Compiègne (Oise), reportage
La porte s’ouvre sur l’épicerie solidaire. L’endroit est exigu, mais l’effervescence et la bonne humeur des étudiants le rendent chaleureux. À l’entrée, un sapin enneigé accueille les bénéficiaires qui viennent retirer leurs cadeaux. Une semaine avant les vacances, l’association les a conviés à une distribution de cadeaux agrémentée d’un goûter de Noël. De quoi oublier un temps leur précarité étudiante.

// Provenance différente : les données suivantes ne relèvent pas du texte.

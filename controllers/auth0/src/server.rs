//! HTTP server for metrics and Kubernetes probes.
//!
//! - `/metrics` - Prometheus text format
//! - `/healthz` - liveness, always 200
//! - `/readyz` - readiness, 200 once the watchers are started

use crate::metrics::REGISTRY;
use axum::{Router, extract::State, http::StatusCode, response::IntoResponse, routing::get};
use prometheus::{Encoder, TextEncoder};
use std::sync::Arc;
use std::sync::atomic::{AtomicBool, Ordering};
use tokio::net::TcpListener;
use tower_http::trace::TraceLayer;
use tracing::{error, info};

/// Shared probe state
#[derive(Debug, Default)]
pub struct ServerState {
    pub is_ready: AtomicBool,
}

impl ServerState {
    pub fn mark_ready(&self) {
        self.is_ready.store(true, Ordering::Relaxed);
    }
}

/// Router serving the probe and metrics endpoints
pub fn router(state: Arc<ServerState>) -> Router {
    Router::new()
        .route("/metrics", get(metrics_handler))
        .route("/healthz", get(healthz_handler))
        .route("/readyz", get(readyz_handler))
        .layer(TraceLayer::new_for_http())
        .with_state(state)
}

/// Serve until the process exits
pub async fn start_server(port: u16, state: Arc<ServerState>) -> Result<(), anyhow::Error> {
    let addr = format!("0.0.0.0:{port}");
    let listener = TcpListener::bind(&addr).await?;
    info!("HTTP server listening on {}", addr);
    axum::serve(listener, router(state)).await?;
    Ok(())
}

async fn metrics_handler() -> impl IntoResponse {
    let encoder = TextEncoder::new();
    let mut buffer = Vec::new();
    if let Err(e) = encoder.encode(&REGISTRY.gather(), &mut buffer) {
        error!("Failed to encode metrics: {}", e);
        return (
            StatusCode::INTERNAL_SERVER_ERROR,
            [("content-type", "text/plain")],
            format!("Failed to encode metrics: {e}").into_bytes(),
        );
    }
    (
        StatusCode::OK,
        [("content-type", "text/plain; version=0.0.4; charset=utf-8")],
        buffer,
    )
}

async fn healthz_handler() -> impl IntoResponse {
    StatusCode::OK
}

async fn readyz_handler(State(state): State<Arc<ServerState>>) -> impl IntoResponse {
    if state.is_ready.load(Ordering::Relaxed) {
        StatusCode::OK
    } else {
        StatusCode::SERVICE_UNAVAILABLE
    }
}
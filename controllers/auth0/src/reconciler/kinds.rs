//! Kind capabilities.
//!
//! The five entity kinds share one state machine. What differs between them is captured
//! here: which references they carry, how a pre-existing remote object is found, what a
//! create must contain, which fields are fixed after creation and how payloads are shaped
//! for the Management API.

use crate::error::ReconcileError;
use crate::reconciler::resolver::{IdentityField, Reference};
use crate::view::ResourceView;
use auth0_client::{FindDescriptor, ResourceKind};
use crds::{ClientFind, ConnectionFind};
use serde_json::{Map, Value};
use std::collections::BTreeMap;

/// Field of a ClientGrant naming its client
pub const CLIENT_REF: &str = "clientRef";
/// Field of a ClientGrant naming its API
pub const AUDIENCE: &str = "audience";
/// Field naming the owning tenant
pub const TENANT_REF: &str = "tenantRef";

/// One reference a resource carries
#[derive(Debug, Clone, PartialEq, Eq)]
pub struct ReferenceSlot {
    /// Referencing field
    pub field: &'static str,
    /// Kind referenced
    pub target: ResourceKind,
    /// Identity the reference resolves to
    pub wants: IdentityField,
    pub reference: Reference,
}

/// References declared by a resource
pub fn references(view: &ResourceView) -> Result<Vec<ReferenceSlot>, ReconcileError> {
    let kind = view.key.kind;
    let mut slots = Vec::new();

    if kind != ResourceKind::Tenant {
        let tenant_ref = view
            .tenant_ref
            .as_ref()
            .ok_or_else(|| ReconcileError::InvalidSpec("tenantRef is required".to_string()))?;
        slots.push(ReferenceSlot {
            field: TENANT_REF,
            target: ResourceKind::Tenant,
            wants: IdentityField::Id,
            reference: Reference::from(tenant_ref),
        });
    }

    if kind == ResourceKind::ClientGrant {
        let conf = view.conf.as_ref();
        for (field, target, wants) in [
            (CLIENT_REF, ResourceKind::Client, IdentityField::Id),
            (AUDIENCE, ResourceKind::ResourceServer, IdentityField::Identifier),
        ] {
            if let Some(raw) = conf.and_then(|c| c.get(field)) {
                let reference: Reference = serde_json::from_value(raw.clone())
                    .map_err(|e| ReconcileError::InvalidSpec(format!("{field}: {e}")))?;
                slots.push(ReferenceSlot {
                    field,
                    target,
                    wants,
                    reference,
                });
            }
        }
    }
    Ok(slots)
}

/// Kinds whose changes can unblock or alter resources of `kind`
#[must_use]
pub fn dependency_kinds(kind: ResourceKind) -> &'static [ResourceKind] {
    match kind {
        ResourceKind::Tenant => &[],
        ResourceKind::Client | ResourceKind::Connection | ResourceKind::ResourceServer => {
            &[ResourceKind::Tenant]
        }
        ResourceKind::ClientGrant => &[
            ResourceKind::Tenant,
            ResourceKind::Client,
            ResourceKind::ResourceServer,
        ],
    }
}

/// The declared `conf` with references replaced by resolved identifiers
#[must_use]
pub fn desired_payload(view: &ResourceView, resolved: &BTreeMap<&'static str, String>) -> Map<String, Value> {
    let mut desired = view.conf.clone().unwrap_or_default();
    if view.key.kind == ResourceKind::ClientGrant {
        desired.remove(CLIENT_REF);
        desired.remove(AUDIENCE);
        if let Some(client_id) = resolved.get(CLIENT_REF) {
            desired.insert("client_id".to_string(), Value::String(client_id.clone()));
        }
        if let Some(audience) = resolved.get(AUDIENCE) {
            desired.insert("audience".to_string(), Value::String(audience.clone()));
        }
    }
    desired
}

/// The declared `init`, shaped for a create payload
#[must_use]
pub fn init_payload(view: &ResourceView) -> Option<Map<String, Value>> {
    let mut init = view.init.clone()?;
    if view.key.kind == ResourceKind::ClientGrant {
        init.remove(CLIENT_REF);
        init.remove(AUDIENCE);
    }
    Some(init)
}

fn string_field<'a>(payload: &'a Map<String, Value>, field: &str) -> Option<&'a str> {
    payload.get(field).and_then(Value::as_str)
}

/// How to look for a pre-existing remote object before creating one
pub fn find_descriptor(
    view: &ResourceView,
    desired: &Map<String, Value>,
) -> Result<Option<FindDescriptor>, ReconcileError> {
    let by_name = || string_field(desired, "name").map(|n| FindDescriptor::ByName(n.to_string()));
    let find = view.find.clone().map(Value::Object);

    Ok(match view.key.kind {
        ResourceKind::Tenant => Some(FindDescriptor::Tenant),
        ResourceKind::ResourceServer => {
            string_field(desired, "identifier").map(|i| FindDescriptor::ByIdentifier(i.to_string()))
        }
        ResourceKind::Client => {
            let find: ClientFind = find
                .map(serde_json::from_value)
                .transpose()
                .map_err(|e| ReconcileError::InvalidSpec(format!("find: {e}")))?
                .unwrap_or_default();
            if let Some(id) = find.client_id {
                Some(FindDescriptor::ById(id))
            } else if let Some(urls) = find.callback_urls.filter(|urls| !urls.is_empty()) {
                Some(FindDescriptor::ByCallbackUrls {
                    urls,
                    mode: find.callback_url_match_mode.unwrap_or_default(),
                })
            } else {
                by_name()
            }
        }
        ResourceKind::Connection => {
            let find: ConnectionFind = find
                .map(serde_json::from_value)
                .transpose()
                .map_err(|e| ReconcileError::InvalidSpec(format!("find: {e}")))?
                .unwrap_or_default();
            match find.id {
                Some(id) => Some(FindDescriptor::ById(id)),
                None => by_name(),
            }
        }
        ResourceKind::ClientGrant => {
            match (string_field(desired, "client_id"), string_field(desired, "audience")) {
                (Some(client_id), Some(audience)) => Some(FindDescriptor::ByGrant {
                    client_id: client_id.to_string(),
                    audience: audience.to_string(),
                }),
                _ => None,
            }
        }
    })
}

/// Descriptor used to check that a bound remote object still exists
#[must_use]
pub fn live_descriptor(kind: ResourceKind, id: &str) -> FindDescriptor {
    match kind {
        ResourceKind::Tenant => FindDescriptor::Tenant,
        _ => FindDescriptor::ById(id.to_string()),
    }
}

/// Reject create payloads the Management API would refuse
pub fn validate_create(kind: ResourceKind, payload: &Map<String, Value>) -> Result<(), ReconcileError> {
    let required: &[&str] = match kind {
        ResourceKind::Client => &["app_type"],
        ResourceKind::ClientGrant => &["client_id", "audience", "scope"],
        ResourceKind::Connection => &["name", "strategy"],
        ResourceKind::ResourceServer => &["identifier"],
        ResourceKind::Tenant => &[],
    };
    let missing: Vec<&str> = required
        .iter()
        .copied()
        .filter(|field| payload.get(*field).is_none_or(Value::is_null))
        .collect();
    if missing.is_empty() {
        Ok(())
    } else {
        Err(ReconcileError::InvalidSpec(format!(
            "{kind} create requires {}",
            missing.join(", ")
        )))
    }
}

/// Field paths that cannot change once the remote object exists
#[must_use]
pub fn immutable_fields(kind: ResourceKind) -> &'static [&'static [&'static str]] {
    match kind {
        ResourceKind::Tenant => &[&["flags", "enable_sso"]],
        ResourceKind::ClientGrant => &[&["client_id"], &["audience"]],
        ResourceKind::ResourceServer => &[&["identifier"]],
        ResourceKind::Connection => &[&["strategy"]],
        ResourceKind::Client => &[],
    }
}

/// Keys never recorded in `lastConf`
#[must_use]
pub fn snapshot_excludes(kind: ResourceKind) -> &'static [&'static str] {
    match kind {
        ResourceKind::Client => &["client_id", "client_secret"],
        ResourceKind::ResourceServer => &["signing_secret"],
        _ => &[],
    }
}

/// Map-valued fields whose removed keys must be sent as `null`
#[must_use]
pub fn nullable_maps(kind: ResourceKind) -> &'static [&'static str] {
    match kind {
        ResourceKind::Client => &["client_metadata"],
        _ => &[],
    }
}

/// Strip fields the update endpoint does not accept
#[must_use]
pub fn update_payload(kind: ResourceKind, mut delta: Map<String, Value>) -> Map<String, Value> {
    let rejected: &[&str] = match kind {
        ResourceKind::ClientGrant => &["client_id", "audience"],
        ResourceKind::Connection => &["name", "strategy"],
        ResourceKind::ResourceServer => &["identifier"],
        ResourceKind::Client => &["client_id"],
        ResourceKind::Tenant => &[],
    };
    for field in rejected {
        delta.remove(*field);
    }
    delta
}

/// Whether the remote object can be deleted at all
#[must_use]
pub fn deletable(kind: ResourceKind) -> bool {
    kind != ResourceKind::Tenant
}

Boîtes de thé bio, chocolats, places de ciné, figurines en pagaille : les options sont variées. Certains choisissent des produits utiles et réconfortants, comme des cosmétiques ou des chaussettes, d’autres prévoient de les offrir à leurs proches. À l’université de technologie de Compiègne (UTC), ils sont plus de 130 à bénéficier ce semestre des prix très réduits de l’épicerie solidaire Epi. Deux soirs par semaine et le samedi matin, l’association Epi y vend des produits de la Banque alimentaire et de Dons solidaires. Des distributeurs de vrac à moitié remplis de pâtes ou de riz et un frigo quasi vide dans lequel seule une pile de knacki n’a pas trouvé acquéreur confirment l’usage habituel de l’endroit. « Le ravitaillement, c’est pour demain », explique Robin, chargé des partenariats de l’association Epi, un sourire inlassablement vissé sur une petite barbe fournie. Aujourd’hui, place aux cadeaux.

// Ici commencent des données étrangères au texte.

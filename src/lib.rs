//! Gravibox Engine - physics-to-visual sync in WASM
//!
//! Bridges a rigid-body simulation with DOM elements rendered by the host
//! page: the page drives `step()` from its animation-frame loop and reads
//! each body's transform back out of wasm memory.
//!
//! Architecture:
//! - domain/     - Plain data: coordinates, shapes, materials
//! - systems/    - Physics world, registration table, sync pass, bindings
//! - simulation/ - Orchestration (WorldCore) and the wasm facade

pub mod domain;
pub mod systems;
pub mod simulation;

// Compatibility re-exports (keeps host-facing paths short)
pub use domain::materials::MaterialProfile;
pub use domain::shapes::{ShapeKind, ShapeSpec};
pub use domain::units::SpawnCoord;
pub use systems::binding::BindingSpec;

use wasm_bindgen::prelude::*;

// Better error messages in debug mode
#[cfg(feature = "console_error_panic_hook")]
pub fn set_panic_hook() {
    console_error_panic_hook::set_once();
}

/// Initialize the engine
#[wasm_bindgen]
pub fn init() {
    #[cfg(feature = "console_error_panic_hook")]
    set_panic_hook();

    web_sys::console::log_1(&"🦀 Gravibox WASM Engine initialized!".into());
}

/// Get engine version
#[wasm_bindgen]
pub fn version() -> String {
    env!("CARGO_PKG_VERSION").to_string()
}

// Re-export main types
pub use simulation::{BodyBinding, SyncLayout, World, WorldCore};
pub use systems::registry::BodyId;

150 euros par mois pour vivre
Morgane installe sereinement de nouveaux cadeaux. D’abord bénévole de l’association, elle est devenue bénéficiaire en septembre. « Je sens bien la différence par rapport à l’année dernière, confie-t-elle. Je n’ai plus la peur des fins de mois. Je peux aller boire un café avec des amis ou acheter une entrée en boîte de nuit. » La jeune femme, en première année en génie urbain, n’est pas boursière. Une fois toutes ses factures payées (logement, charges, abonnement au transport, internet et téléphonie), il lui reste moins de 150 euros par mois pour se nourrir, s’habiller, se soigner ou se divertir. Elle remplit parfaitement les conditions d’éligibilité de l’association.

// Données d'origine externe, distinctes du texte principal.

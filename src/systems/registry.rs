//! Registration table - associates body identities with their physics
//! handles, plus the pending-intent queue.
//!
//! Single-writer discipline: attach/detach only enqueue intents here; the
//! live table is mutated exclusively at the start of a step, never while the
//! sync pass iterates it. A body unregistered between frames is therefore
//! never written by a later sync pass.

use rapier2d::prelude::RigidBodyHandle;

use crate::domain::materials::MaterialProfile;
use crate::domain::shapes::ShapeSpec;
use crate::domain::units::SpawnCoord;

/// Stable identity of one registered body. Allocated monotonically from 1
/// and never reused; 0 is the "registration failed" sentinel at the wasm
/// boundary.
pub type BodyId = u32;

/// A live (body, element) association.
pub struct Entry {
    pub id: BodyId,
    pub handle: RigidBodyHandle,
    /// Set once the sync pass has written this body's transform at least
    /// once. The host keeps the element hidden until then.
    pub synced: bool,
}

/// A registration waiting for the next step (or, before the first container
/// measurement, for world readiness).
pub struct PendingRegistration {
    pub id: BodyId,
    /// Px when queued against a ready world; percent coords queued earlier
    /// are rewritten to px at first measurement.
    pub x: SpawnCoord,
    pub y: SpawnCoord,
    pub shape: ShapeSpec,
    pub material: MaterialProfile,
}

pub(crate) enum PendingOp {
    Register(PendingRegistration),
    Unregister(BodyId),
}

pub struct BodyRegistry {
    entries: Vec<Entry>,
    pending: Vec<PendingOp>,
    next_id: BodyId,
}

impl BodyRegistry {
    pub fn new() -> Self {
        Self {
            entries: Vec::new(),
            pending: Vec::new(),
            next_id: 1,
        }
    }

    /// Allocate an identity and queue the registration.
    pub fn queue_register(
        &mut self,
        x: SpawnCoord,
        y: SpawnCoord,
        shape: ShapeSpec,
        material: MaterialProfile,
    ) -> BodyId {
        let id = self.next_id;
        self.next_id = self.next_id.saturating_add(1);
        self.pending.push(PendingOp::Register(PendingRegistration {
            id,
            x,
            y,
            shape,
            material,
        }));
        id
    }

    /// Queue a removal. A registration still sitting in the queue is
    /// cancelled in place; unknown ids are a silent no-op at apply time.
    pub fn queue_unregister(&mut self, id: BodyId) {
        let queued = self.pending.iter().position(
            |op| matches!(op, PendingOp::Register(reg) if reg.id == id),
        );
        match queued {
            Some(idx) => {
                self.pending.remove(idx);
            }
            None => self.pending.push(PendingOp::Unregister(id)),
        }
    }

    /// Rewrite queued percent coordinates to pixels. Called once, at the
    /// first container measurement, so pre-ready registrations resolve
    /// against the size they would have seen at attach time.
    pub(crate) fn resolve_pending(&mut self, width: f32, height: f32) {
        for op in &mut self.pending {
            if let PendingOp::Register(reg) = op {
                reg.x = SpawnCoord::Px(reg.x.resolve(width));
                reg.y = SpawnCoord::Px(reg.y.resolve(height));
            }
        }
    }

    pub fn has_pending(&self) -> bool {
        !self.pending.is_empty()
    }

    pub fn pending_count(&self) -> usize {
        self.pending.len()
    }

    pub(crate) fn take_pending(&mut self) -> Vec<PendingOp> {
        std::mem::take(&mut self.pending)
    }

    pub fn insert_live(&mut self, id: BodyId, handle: RigidBodyHandle) {
        self.entries.push(Entry {
            id,
            handle,
            synced: false,
        });
    }

    /// Remove a live entry, returning its physics handle. None for stale ids.
    pub fn remove_live(&mut self, id: BodyId) -> Option<RigidBodyHandle> {
        let idx = self.entries.iter().position(|e| e.id == id)?;
        Some(self.entries.swap_remove(idx).handle)
    }

    pub fn find(&self, id: BodyId) -> Option<&Entry> {
        self.entries.iter().find(|e| e.id == id)
    }

    pub fn entries_mut(&mut self) -> impl Iterator<Item = &mut Entry> {
        self.entries.iter_mut()
    }

    pub fn live_count(&self) -> usize {
        self.entries.len()
    }

    /// Drop everything, queued intents included, handing back the live
    /// handles so the caller can release the physics side.
    pub fn clear(&mut self) -> Vec<RigidBodyHandle> {
        self.pending.clear();
        self.entries.drain(..).map(|e| e.handle).collect()
    }
}

impl Default for BodyRegistry {
    fn default() -> Self {
        Self::new()
    }
}

#[cfg(test)]
mod tests {
    use super::*;
    use crate::domain::shapes::ShapeSpec;

    fn queue_one(reg: &mut BodyRegistry) -> BodyId {
        reg.queue_register(
            SpawnCoord::Px(10.0),
            SpawnCoord::Px(10.0),
            ShapeSpec::Circle { radius: 5.0 },
            MaterialProfile::default(),
        )
    }

    #[test]
    fn ids_are_distinct_and_start_at_one() {
        let mut reg = BodyRegistry::new();
        let a = queue_one(&mut reg);
        let b = queue_one(&mut reg);
        assert_eq!(a, 1);
        assert_eq!(b, 2);
        assert_eq!(reg.pending_count(), 2);
    }

    #[test]
    fn unregister_cancels_a_queued_registration() {
        let mut reg = BodyRegistry::new();
        let id = queue_one(&mut reg);
        reg.queue_unregister(id);
        assert_eq!(reg.pending_count(), 0);

        // A second unregister now queues a (harmless) removal intent.
        reg.queue_unregister(id);
        assert_eq!(reg.pending_count(), 1);
    }

    #[test]
    fn resolve_pending_rewrites_percent_to_px() {
        let mut reg = BodyRegistry::new();
        reg.queue_register(
            SpawnCoord::Percent(50.0),
            SpawnCoord::Percent(10.0),
            ShapeSpec::Circle { radius: 5.0 },
            MaterialProfile::default(),
        );
        reg.resolve_pending(400.0, 200.0);
        match reg.take_pending().pop().unwrap() {
            PendingOp::Register(r) => {
                assert_eq!(r.x, SpawnCoord::Px(200.0));
                assert_eq!(r.y, SpawnCoord::Px(20.0));
            }
            PendingOp::Unregister(_) => panic!("expected a registration"),
        }
    }
}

Hésiter à demander de l’aide « est une situation fréquente pour de nombreux bénéficiaires », explique Stéphanie Férey, de la Banque alimentaire. Beaucoup n’osent pas franchir le pas, alors que leur situation le justifie. Et c’est le cas de la plupart des étudiants rencontrés à Compiègne, la majorité estime qu’ils ne sont pas si mal lotis. L’épicerie les aide pourtant à se procurer de nombreux produits. Imad, en deuxième année, aime y trouver de la viande, trop chère en magasin. Son ami Walid s’y rend le samedi matin : « C’est le jour où l’association reçoit les invendus de Monoprix. Il y a souvent de bons produits. »
Arrivée du Brésil il y a quatre mois pour un second master, Virginia explique que les prix pratiqués en France sont « cinq fois supérieurs à ceux du Brésil ». Avec ses amies Jessica et Debora, elles ont toutes franchi la porte de l’épicerie solidaire dès leur arrivée. Au-delà du ravitaillement, l’épicerie est aussi un lieu où l’on vient sympathiser.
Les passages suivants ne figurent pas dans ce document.